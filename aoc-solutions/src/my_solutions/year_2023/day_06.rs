use crate::utils::input::lines;
use anyhow::{Context, anyhow};
use aoc_solver::{AocParser, ParseError, PartSolver, SolveError};
use aoc_solver_macros::AocSolver;

#[derive(AocSolver)]
#[aoc_solver(max_parts = 2)]
pub struct Solver;

/// Race durations and record distances, as written.
#[derive(Debug)]
pub struct Races<'a> {
    times: Vec<&'a str>,
    records: Vec<&'a str>,
}

fn labelled<'a>(line: &'a str, label: &str) -> anyhow::Result<Vec<&'a str>> {
    let values = line
        .trim()
        .strip_prefix(label)
        .ok_or_else(|| anyhow!("expected a line starting with {:?}", label))?;
    let values: Vec<&str> = values.split_whitespace().collect();
    for value in &values {
        value
            .parse::<u64>()
            .with_context(|| format!("{} {:?}", label, value))?;
    }
    Ok(values)
}

impl AocParser for Solver {
    type SharedData<'a> = Races<'a>;

    fn parse(input: &str) -> Result<Self::SharedData<'_>, ParseError> {
        let (times, records) = match lines(input)[..] {
            [times, records] => (labelled(times, "Time:")?, labelled(records, "Distance:")?),
            _ => return Err(ParseError::InvalidFormat("expected a Time: and a Distance: line".into())),
        };
        if times.is_empty() {
            return Err(ParseError::MissingData("no races".into()));
        }
        if times.len() != records.len() {
            return Err(ParseError::InvalidFormat(format!(
                "{} times but {} distances",
                times.len(),
                records.len()
            )));
        }
        Ok(Races { times, records })
    }
}

fn is_win(hold: u64, time: u64, record: u64) -> bool {
    hold as u128 * (time - hold) as u128 > record as u128
}

/// Number of whole hold times that beat `record` in a race of `time` ms.
///
/// Solves `h * (time - h) > record` with a float root, then nudges it to
/// the exact integer boundary.
pub fn ways_to_win(time: u64, record: u64) -> u64 {
    let (t, d) = (time as f64, record as f64);
    let disc = t * t - 4.0 * d;
    if disc < 0.0 {
        return 0;
    }
    let mut lo = (((t - disc.sqrt()) / 2.0).floor().max(0.0) as u64).min(time / 2);
    while lo > 0 && is_win(lo - 1, time, record) {
        lo -= 1;
    }
    while lo <= time / 2 && !is_win(lo, time, record) {
        lo += 1;
    }
    if lo > time / 2 {
        return 0;
    }
    // The winning holds are symmetric around time / 2.
    time - 2 * lo + 1
}

fn concatenated(values: &[&str]) -> Result<u64, SolveError> {
    values
        .concat()
        .parse()
        .map_err(|e| SolveError::Invariant(format!("kerned value does not fit: {}", e)))
}

fn numbers(values: &[&str]) -> Result<Vec<u64>, SolveError> {
    values
        .iter()
        .map(|v| v.parse().map_err(|e| SolveError::Invariant(format!("{:?}: {}", v, e))))
        .collect()
}

impl PartSolver<1> for Solver {
    fn solve(shared: &mut Self::SharedData<'_>) -> Result<String, SolveError> {
        let times = numbers(&shared.times)?;
        let records = numbers(&shared.records)?;
        let product: u64 = times
            .iter()
            .zip(&records)
            .map(|(&t, &d)| ways_to_win(t, d))
            .product();
        Ok(product.to_string())
    }
}

impl PartSolver<2> for Solver {
    fn solve(shared: &mut Self::SharedData<'_>) -> Result<String, SolveError> {
        let time = concatenated(&shared.times)?;
        let record = concatenated(&shared.records)?;
        Ok(ways_to_win(time, record).to_string())
    }
}
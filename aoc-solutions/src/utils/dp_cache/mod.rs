//! Memoised evaluation of values that depend on other values
//!
//! Counting puzzles (adapter chains, spring arrangements, stone splits,
//! towel designs, paths through a DAG) are phrased as a [`DpProblem`]: each
//! index names the indices it needs and combines their values. [`DpCache`]
//! resolves them on demand and computes each index at most once.
//!
//! Use [`VecBackend`] for dense `usize` indices and [`HashMapBackend`] for
//! anything else hashable, such as `(position, group)` pairs or node names.
//!
//! Dependencies must be acyclic; a cycle recurses until the stack overflows.
//!
//! ```rust
//! use aoc_solutions::utils::dp_cache::{DpCache, DpProblem, VecBackend};
//!
//! /// Ways to climb `n` steps taking one, two or three at a time
//! struct Stairs;
//!
//! impl DpProblem<usize, u64> for Stairs {
//!     fn deps(&self, n: &usize) -> Vec<usize> {
//!         (1..=3).filter(|step| step <= n).map(|step| n - step).collect()
//!     }
//!
//!     fn compute(&self, n: &usize, below: Vec<u64>) -> u64 {
//!         if *n == 0 { 1 } else { below.iter().sum() }
//!     }
//! }
//!
//! let cache = DpCache::with_problem(VecBackend::new(), Stairs);
//! assert_eq!(cache.get(&4), 7);
//! ```

mod backend;
mod cache;
mod problem;

pub use backend::{Backend, HashMapBackend, VecBackend};
pub use cache::DpCache;
pub use problem::DpProblem;

#[cfg(test)]
mod tests;
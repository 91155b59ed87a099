aoc_solver::script_main!(aoc_solutions::my_solutions::year_2021::day_07::Solver, 2);
use crate::utils::input::{non_empty, parse_lines};
use crate::utils::seq::combinations;
use anyhow::Context;
use aoc_solver::{AocParser, ParseError, PartSolver, SolveError};
use aoc_solver_macros::AocSolver;
use itertools::Itertools;

#[derive(AocSolver)]
#[aoc_solver(max_parts = 2)]
pub struct Solver;

impl AocParser for Solver {
    type SharedData<'a> = Vec<u64>;

    fn parse(input: &str) -> Result<Self::SharedData<'_>, ParseError> {
        let weights = parse_lines(input, |line| line.trim().parse().context("bad weight"))?;
        non_empty(weights, "packages")
    }
}

/// Whether `items` splits into `groups` subsets each weighing `target`.
fn can_split(items: &[u64], groups: usize, target: u64) -> bool {
    fn fill(items: &[u64], used: &mut [bool], start: usize, remaining: u64, groups: usize, target: u64) -> bool {
        if remaining == 0 {
            return groups == 1 || fill(items, used, 0, target, groups - 1, target);
        }
        for i in start..items.len() {
            if !used[i] && items[i] <= remaining {
                used[i] = true;
                if fill(items, used, i + 1, remaining - items[i], groups, target) {
                    return true;
                }
                used[i] = false;
            }
        }
        false
    }
    if groups == 0 {
        return items.is_empty();
    }
    let mut used = vec![false; items.len()];
    fill(items, &mut used, 0, target, groups, target)
}

/// Smallest quantum entanglement of a minimum-size front group.
pub fn balance(weights: &[u64], groups: u64) -> Result<u64, SolveError> {
    let total: u64 = weights.iter().sum();
    if total % groups != 0 {
        return Err(SolveError::Invariant(format!(
            "total weight {} does not split into {} groups",
            total, groups
        )));
    }
    let target = total / groups;

    for k in 1..=weights.len() {
        let candidates = combinations(weights, k)
            .filter(|front| front.iter().sum::<u64>() == target)
            .map(|front| (front.iter().product::<u64>(), front))
            .sorted_unstable_by_key(|(qe, _)| *qe);
        for (qe, front) in candidates {
            let mut rest = weights.to_vec();
            for w in &front {
                if let Some(pos) = rest.iter().position(|x| x == w) {
                    rest.swap_remove(pos);
                }
            }
            rest.sort_unstable_by(|a, b| b.cmp(a));
            if can_split(&rest, (groups - 1) as usize, target) {
                return Ok(qe);
            }
        }
    }
    Err(SolveError::Exhausted("no balanced arrangement".into()))
}

impl PartSolver<1> for Solver {
    fn solve(shared: &mut Self::SharedData<'_>) -> Result<String, SolveError> {
        balance(shared, 3).map(|qe| qe.to_string())
    }
}

impl PartSolver<2> for Solver {
    fn solve(shared: &mut Self::SharedData<'_>) -> Result<String, SolveError> {
        balance(shared, 4).map(|qe| qe.to_string())
    }
}
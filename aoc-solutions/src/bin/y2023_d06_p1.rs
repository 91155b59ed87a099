aoc_solver::script_main!(aoc_solutions::my_solutions::year_2023::day_06::Solver, 1);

WORK TASK
In the listing above, find the line with "used[i] = false;" and the line with "let mut rest = weights.to_vec();", then reproduce both and every line between them exactly.

ANSWER
                used[i] = false;
            }
        }
        false
    }
    if groups == 0 {
        return items.is_empty();
    }
    let mut used = vec![false; items.len()];
    fill(items, &mut used, 0, target, groups, target)
}

/// Smallest quantum entanglement of a minimum-size front group.
pub fn balance(weights: &[u64], groups: u64) -> Result<u64, SolveError> {
    let total: u64 = weights.iter().sum();
    if total % groups != 0 {
        return Err(SolveError::Invariant(format!(
            "total weight {} does not split into {} groups",
            total, groups
        )));
    }
    let target = total / groups;

    for k in 1..=weights.len() {
        let candidates = combinations(weights, k)
            .filter(|front| front.iter().sum::<u64>() == target)
            .map(|front| (front.iter().product::<u64>(), front))
            .sorted_unstable_by_key(|(qe, _)| *qe);
        for (qe, front) in candidates {
            let mut rest = weights.to_vec();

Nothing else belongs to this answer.